*** Input material Section Begins ***
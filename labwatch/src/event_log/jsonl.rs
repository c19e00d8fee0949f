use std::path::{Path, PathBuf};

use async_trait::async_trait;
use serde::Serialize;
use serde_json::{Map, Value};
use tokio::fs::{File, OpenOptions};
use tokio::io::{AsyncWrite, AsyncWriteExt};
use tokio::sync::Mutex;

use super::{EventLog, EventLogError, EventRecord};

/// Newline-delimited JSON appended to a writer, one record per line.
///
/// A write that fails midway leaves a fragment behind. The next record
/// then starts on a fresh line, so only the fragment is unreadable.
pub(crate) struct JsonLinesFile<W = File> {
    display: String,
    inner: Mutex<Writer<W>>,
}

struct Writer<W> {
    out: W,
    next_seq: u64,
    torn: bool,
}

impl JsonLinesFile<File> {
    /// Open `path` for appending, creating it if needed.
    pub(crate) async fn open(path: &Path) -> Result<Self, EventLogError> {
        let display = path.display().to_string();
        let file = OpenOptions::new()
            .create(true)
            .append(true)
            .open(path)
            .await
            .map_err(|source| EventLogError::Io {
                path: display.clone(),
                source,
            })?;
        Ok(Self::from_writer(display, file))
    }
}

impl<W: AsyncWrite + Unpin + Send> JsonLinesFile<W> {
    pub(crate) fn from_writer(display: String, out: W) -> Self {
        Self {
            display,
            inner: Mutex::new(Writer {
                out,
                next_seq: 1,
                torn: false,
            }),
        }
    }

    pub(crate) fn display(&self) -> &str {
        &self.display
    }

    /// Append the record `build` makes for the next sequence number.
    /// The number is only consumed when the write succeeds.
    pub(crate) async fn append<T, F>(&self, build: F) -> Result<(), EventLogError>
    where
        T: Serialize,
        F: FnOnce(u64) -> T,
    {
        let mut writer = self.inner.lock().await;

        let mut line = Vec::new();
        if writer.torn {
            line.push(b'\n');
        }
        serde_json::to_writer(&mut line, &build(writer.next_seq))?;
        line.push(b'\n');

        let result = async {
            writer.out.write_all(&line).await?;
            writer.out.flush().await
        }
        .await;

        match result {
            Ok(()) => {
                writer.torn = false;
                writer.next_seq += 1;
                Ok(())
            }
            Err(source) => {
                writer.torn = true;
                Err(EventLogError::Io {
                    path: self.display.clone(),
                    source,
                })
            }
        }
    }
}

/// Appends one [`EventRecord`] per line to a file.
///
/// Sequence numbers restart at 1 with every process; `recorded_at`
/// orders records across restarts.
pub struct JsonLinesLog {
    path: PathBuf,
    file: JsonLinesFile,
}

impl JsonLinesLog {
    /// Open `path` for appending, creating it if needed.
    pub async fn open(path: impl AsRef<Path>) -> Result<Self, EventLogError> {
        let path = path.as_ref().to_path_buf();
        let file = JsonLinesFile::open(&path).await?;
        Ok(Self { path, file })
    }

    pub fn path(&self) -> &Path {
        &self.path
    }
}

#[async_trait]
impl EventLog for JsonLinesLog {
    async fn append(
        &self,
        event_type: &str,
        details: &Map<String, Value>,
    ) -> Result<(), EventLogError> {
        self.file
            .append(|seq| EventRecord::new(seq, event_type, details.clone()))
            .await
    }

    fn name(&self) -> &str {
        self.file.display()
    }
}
*** Input material Section Ends ***
*What needs to be done*: Restate each line of the records above without any deviation.

*Exercise solution*:
filename labwatch/src/event_log/jsonl.rs
repository c19e00d8fee0949f
use std::path::{Path, PathBuf};

use async_trait::async_trait;
use serde::Serialize;
use serde_json::{Map, Value};
use tokio::fs::{File, OpenOptions};
use tokio::io::{AsyncWrite, AsyncWriteExt};
use tokio::sync::Mutex;

use super::{EventLog, EventLogError, EventRecord};

/// Newline-delimited JSON appended to a writer, one record per line.
///
/// A write that fails midway leaves a fragment behind. The next record
/// then starts on a fresh line, so only the fragment is unreadable.
pub(crate) struct JsonLinesFile<W = File> {
    display: String,
    inner: Mutex<Writer<W>>,
}

struct Writer<W> {
    out: W,
    next_seq: u64,
    torn: bool,
}

impl JsonLinesFile<File> {
    /// Open `path` for appending, creating it if needed.
    pub(crate) async fn open(path: &Path) -> Result<Self, EventLogError> {
        let display = path.display().to_string();
        let file = OpenOptions::new()
            .create(true)
            .append(true)
            .open(path)
            .await
            .map_err(|source| EventLogError::Io {
                path: display.clone(),
                source,
            })?;
        Ok(Self::from_writer(display, file))
    }
}

impl<W: AsyncWrite + Unpin + Send> JsonLinesFile<W> {
    pub(crate) fn from_writer(display: String, out: W) -> Self {
        Self {
            display,
            inner: Mutex::new(Writer {
                out,
                next_seq: 1,
                torn: false,
            }),
        }
    }

    pub(crate) fn display(&self) -> &str {
        &self.display
    }

    /// Append the record `build` makes for the next sequence number.
    /// The number is only consumed when the write succeeds.
    pub(crate) async fn append<T, F>(&self, build: F) -> Result<(), EventLogError>
    where
        T: Serialize,
        F: FnOnce(u64) -> T,
    {
        let mut writer = self.inner.lock().await;

        let mut line = Vec::new();
        if writer.torn {
            line.push(b'\n');
        }
        serde_json::to_writer(&mut line, &build(writer.next_seq))?;
        line.push(b'\n');

        let result = async {
            writer.out.write_all(&line).await?;
            writer.out.flush().await
        }
        .await;

        match result {
            Ok(()) => {
                writer.torn = false;
                writer.next_seq += 1;
                Ok(())
            }
            Err(source) => {
                writer.torn = true;
                Err(EventLogError::Io {
                    path: self.display.clone(),
                    source,
                })
            }
        }
    }
}

/// Appends one [`EventRecord`] per line to a file.
///
/// Sequence numbers restart at 1 with every process; `recorded_at`
/// orders records across restarts.
pub struct JsonLinesLog {
    path: PathBuf,
    file: JsonLinesFile,
}

impl JsonLinesLog {
    /// Open `path` for appending, creating it if needed.
    pub async fn open(path: impl AsRef<Path>) -> Result<Self, EventLogError> {
        let path = path.as_ref().to_path_buf();
        let file = JsonLinesFile::open(&path).await?;
        Ok(Self { path, file })
    }

    pub fn path(&self) -> &Path {
        &self.path
    }
}

#[async_trait]
impl EventLog for JsonLinesLog {
    async fn append(
        &self,
        event_type: &str,
        details: &Map<String, Value>,
    ) -> Result<(), EventLogError> {
        self.file
            .append(|seq| EventRecord::new(seq, event_type, details.clone()))
            .await
    }

    fn name(&self) -> &str {
        self.file.display()
    }
}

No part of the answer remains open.